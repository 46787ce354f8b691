use axum::extract::{Path, State};
use axum::http::StatusCode;
use axum::response::{IntoResponse, Json};

use cg_sessions::SessionState;

use crate::state::AppState;

// ━━━━━━━━━━━━━━━━━━━━━━━━━━━━━━━━━━━━━━━━━━━━━━━━━━━━━━━━━━━━━━━━━━
// GET /v1/admin/sessions
// ━━━━━━━━━━━━━━━━━━━━━━━━━━━━━━━━━━━━━━━━━━━━━━━━━━━━━━━━━━━━━━━━━━

pub async fn list_sessions(State(state): State<AppState>) -> impl IntoResponse {
    let sessions = state.sessions.list();
    let online = sessions
        .iter()
        .filter(|s| s.state == SessionState::Online)
        .count();
    Json(serde_json::json!({
        "total": sessions.len(),
        "online": online,
        "sessions": sessions,
    }))
}

// ━━━━━━━━━━━━━━━━━━━━━━━━━━━━━━━━━━━━━━━━━━━━━━━━━━━━━━━━━━━━━━━━━━
// DELETE /v1/admin/sessions/:address
// ━━━━━━━━━━━━━━━━━━━━━━━━━━━━━━━━━━━━━━━━━━━━━━━━━━━━━━━━━━━━━━━━━━

pub async fn evict_session(
    State(state): State<AppState>,
    Path(address): Path<String>,
) -> impl IntoResponse {
    match state.sessions.remove(&address) {
        Some(session) => {
            tracing::info!(address = %address, user_id = session.identity(), "session evicted by admin");
            (
                StatusCode::OK,
                Json(serde_json::json!({
                    "removed": true,
                    "session": session.snapshot(),
                })),
            )
        }
        None => (
            StatusCode::NOT_FOUND,
            Json(serde_json::json!({ "error": format!("no session for {address}") })),
        ),
    }
}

TASK DESCRIPTION - Write all the data out again, word for word.

EXERCISE OUTPUT -
repository 46787ce354f8b691
use axum::extract::{Path, State};
use axum::http::StatusCode;
use axum::response::{IntoResponse, Json};

use cg_sessions::SessionState;

use crate::state::AppState;

// ━━━━━━━━━━━━━━━━━━━━━━━━━━━━━━━━━━━━━━━━━━━━━━━━━━━━━━━━━━━━━━━━━━
// GET /v1/admin/sessions
// ━━━━━━━━━━━━━━━━━━━━━━━━━━━━━━━━━━━━━━━━━━━━━━━━━━━━━━━━━━━━━━━━━━

pub async fn list_sessions(State(state): State<AppState>) -> impl IntoResponse {
    let sessions = state.sessions.list();
    let online = sessions
        .iter()
        .filter(|s| s.state == SessionState::Online)
        .count();
    Json(serde_json::json!({
        "total": sessions.len(),
        "online": online,
        "sessions": sessions,
    }))
}

// ━━━━━━━━━━━━━━━━━━━━━━━━━━━━━━━━━━━━━━━━━━━━━━━━━━━━━━━━━━━━━━━━━━
// DELETE /v1/admin/sessions/:address
// ━━━━━━━━━━━━━━━━━━━━━━━━━━━━━━━━━━━━━━━━━━━━━━━━━━━━━━━━━━━━━━━━━━

pub async fn evict_session(
    State(state): State<AppState>,
    Path(address): Path<String>,
) -> impl IntoResponse {
    match state.sessions.remove(&address) {
        Some(session) => {
            tracing::info!(address = %address, user_id = session.identity(), "session evicted by admin");
            (
                StatusCode::OK,
                Json(serde_json::json!({
                    "removed": true,
                    "session": session.snapshot(),
                })),
            )
        }
        None => (
            StatusCode::NOT_FOUND,
            Json(serde_json::json!({ "error": format!("no session for {address}") })),
        ),
    }
}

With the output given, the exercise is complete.